Pica describes persistent eating of non-food substances, such as earth, chalk, metal or plastic objects, hair or faeces. In ICD-10 and DSM-IV, pica is included among the disorders with onset usually occurring in childhood and adolescence, and adult presentations are coded elsewhere (e.g., as an EDNOS). Since pica frequently first comes to attention in adulthood, it is proposed that there are no age restrictions for its diagnosis 76. Pica only requires a diagnosis if it is severe, leads to adverse consequences (e.g., heavy-metal poisoning or parasite infestation), does not exclusively occurs during socially sanctioned events (e.g., religious rituals) or culturally accepted practice (e.g., eating of clay in Nigeria) and is not fully explained by another mental disorder (e.g., psychosis or obsessive-compulsive disorder). Eating non-food substances also frequently occurs in pregnancy, and pica should not be diagnosed in pregnant women unless it is of unusual extent or causes health concerns.

Regurgitation disorder

Regurgitation disorder describes repetitively bringing previously swallowed food from stomach back to the mouth and either spitting or re-chewing it. It was included in ICD-10 and DSM-IV under the name of rumination disorder. Since rumination is commonly used to describe a psychological process involving repetitive thoughts, we propose changing the name to “regurgitation disorder” to avoid confusion. Regurgitation disorder was previously classified in the section of disorders with onset specific to childhood, but it frequently first comes to attention in adulthood.
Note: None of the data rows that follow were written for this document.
use std::path::PathBuf;
use std::time::Duration;

use sysmon_core::monitor::{self, MonitorConfig, TickProgress};
use sysmon_core::report::{HISTORY_FILE, format_duration};
use sysmon_core::{
    CancelToken, RunMetadata, Sampler, Snapshot, StopReason, SummaryStats, render_all,
    write_report,
};

use super::{EXIT_FAILURE, EXIT_USAGE};

pub fn run(duration: Duration, interval: Duration, output: &str) {
    let config = MonitorConfig {
        duration,
        interval,
        output_dir: PathBuf::from(output),
    };
    if let Err(e) = config.validate() {
        eprintln!("Error: {e}");
        std::process::exit(EXIT_USAGE);
    }

    // Set up Ctrl+C handler
    let cancel = CancelToken::new();
    let handle = cancel.clone();
    if let Err(e) = ctrlc::set_handler(move || handle.cancel()) {
        log::warn!("could not install Ctrl+C handler: {e}");
    }

    println!("Monitoring system resources");
    println!("  Duration:  {}", format_duration(config.duration));
    println!("  Interval:  {}", format_duration(config.interval));
    println!("  Samples:   {}", config.planned_ticks());
    println!("  Output:    {}", config.output_dir.display());
    println!("  Press Ctrl+C to stop early.");
    println!();

    let outcome = match monitor::run(Sampler::system(), &config, &cancel, print_progress) {
        Ok(outcome) => outcome,
        Err(e) => {
            println!();
            eprintln!("Error: {e}");
            std::process::exit(EXIT_FAILURE);
        }
    };
    println!();
    println!();

    match &outcome.stop {
        StopReason::Completed => {}
        StopReason::Cancelled => println!("Stopped early; reporting collected data."),
        StopReason::TickFailed { .. } => {
            eprintln!("Sampling stopped: {}", outcome.stop);
            println!("Reporting the data collected before the failure.");
        }
    }
    if !outcome.diagnostics.is_empty() {
        println!(
            "{} degraded reading(s); see the report for details.",
            outcome.diagnostics.len()
        );
    }

    let charts = match render_all(outcome.history.all(), &config.output_dir) {
        Ok(charts) => charts,
        Err(e) => {
            eprintln!("Error rendering charts: {e}");
            std::process::exit(EXIT_FAILURE);
        }
    };

    let elapsed = outcome.elapsed;
    let history = outcome.history;
    let meta = RunMetadata::from_config(&config).with_outcome(outcome.stop, outcome.diagnostics);
    let report_path = match write_report(&history, &meta, &charts) {
        Ok(path) => path,
        Err(e) => {
            eprintln!("Error writing report: {e}");
            std::process::exit(EXIT_FAILURE);
        }
    };

    println!("{}", "=".repeat(60));
    for line in summary_lines(history.all(), elapsed) {
        println!("  {line}");
    }
    println!("{}", "-".repeat(60));
    println!("Report saved to {}", report_path.display());
    println!("  {:<22}— summary (Markdown)", file_name(&report_path));
    println!(
        "  {:<22}— summary (JSON)",
        file_name(&report_path.with_extension("json"))
    );
    println!("  {HISTORY_FILE:<22}— every snapshot");
    for chart in charts.values() {
        println!("  {:<22}— {}", chart.file_name(), chart.title);
    }
}

/// Closing summary: data points, averages and total monitoring time.
fn summary_lines(history: &[Snapshot], elapsed: Duration) -> Vec<String> {
    let mut lines = vec![format!("Data points: {}", history.len())];
    let columns: [(&str, fn(&Snapshot) -> f64); 3] = [
        ("CPU:", |s| s.cpu.percent),
        ("Memory:", |s| s.memory.percent),
        ("Disk:", |s| s.disk.percent),
    ];
    for (label, value) in columns {
        if let Some(stats) = SummaryStats::from_values(history.iter().map(value)) {
            lines.push(format!("{label:<13}{stats}"));
        }
    }
    lines.push(format!("{:<13}{}", "Elapsed:", format_duration(elapsed)));
    lines
}

fn print_progress(p: TickProgress<'_>) {
    let s = p.snapshot;
    let temp = s
        .cpu
        .temperature_c
        .map(|t| format!(" {t:.0}°C"))
        .unwrap_or_default();
    print!(
        "\r  [{:>4}/{:<4}] {}  CPU {:>5.1}%{temp}  MEM {:>5.1}%  DISK {:>5.1}%  ↑{:.2} ↓{:.2} Mbps",
        p.tick,
        p.planned,
        s.timestamp.to_clock_time(),
        s.cpu.percent,
        s.memory.percent,
        s.disk.percent,
        s.network.upload_mbps,
        s.network.download_mbps,
    );
    let _ = std::io::Write::flush(&mut std::io::stdout());
}

fn file_name(path: &std::path::Path) -> String {
    path.file_name()
        .map(|n| n.to_string_lossy().into_owned())
        .unwrap_or_default()
}
//! Error types for sampling and run orchestration.
//!
//! Two layers, matching where failures are handled:
//! - [`SourceError`] never leaves a metric source's boundary as a failure of
//!   the tick; the sampler turns it into a zeroed record plus a diagnostic.
//! - [`MonitorError`] is what callers of the sampler and run loop see.

use thiserror::Error;

/// Failure inside a single metric source.
#[derive(Debug, Error)]
pub enum SourceError {
    /// The OS facility this source depends on is not present.
    #[error("{0} is not available on this host")]
    Unavailable(&'static str),

    #[error("i/o error: {0}")]
    Io(#[from] std::io::Error),

    /// An OS-exposed value could not be parsed.
    #[error("could not parse {what}: {raw:?}")]
    Parse { what: &'static str, raw: String },

    /// An external query tool ran but did not succeed.
    #[error("`{command}` failed: {reason}")]
    Command {
        command: &'static str,
        reason: String,
    },
}

/// Failure of the sampler, run loop or artifact writers.
#[derive(Debug, Error)]
pub enum MonitorError {
    #[error("invalid configuration: {0}")]
    InvalidConfig(String),

    /// A tick failed past the source boundary; no snapshot was produced.
    #[error("sampling tick {tick} failed: {reason}")]
    TickFailed { tick: usize, reason: String },

    #[error("no data was collected")]
    EmptyHistory,

    #[error("i/o error: {0}")]
    Io(#[from] std::io::Error),

    #[error("json error: {0}")]
    Json(#[from] serde_json::Error),
}

pub type Result<T, E = MonitorError> = std::result::Result<T, E>;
Therefore, it should be diagnosed without age restrictions 76.


The field of eating disorders has evolved around the concepts of anorexia and bulimia nervosa. However, when DSM-IV criteria are applied to patients presenting to eating disorders services, the most common diagnosis is EDNOS. The proportion of patients diagnosed with EDNOS is consistent across settings and age groups, with approximately 60% of patients referred to child, adolescent or adult eating disorders services classified as EDNOS 82,83,84.

In ICD-10, EDNOS is split between atypical anorexia nervosa, atypical bulimia nervosa, other eating disorder, and eating disorder, nonspecified. However, this does not improve the matters, since the diagnoses of atypical anorexia and atypical bulimia are highly unreliable and nearly 40% of patients still receive the “other” or “unspecified” residual diagnoses 82. There is also confusion about the meaning of “atypical anorexia nervosa”. In ICD-10, atypical anorexia nervosa is defined as a condition that resembles anorexia nervosa, but does not fulfil all of the diagnostic criteria (e.g., there is no amenorrhoea or not a sufficient degree of weight loss). In the literature, the term “atypical anorexia nervosa” is used more narrowly to describe an eating disorder with significant underweight but no concerns about body shape or weight 85,86. For these reasons, it is concluded that ICD-10 is as unsatisfactory as DSM-IV.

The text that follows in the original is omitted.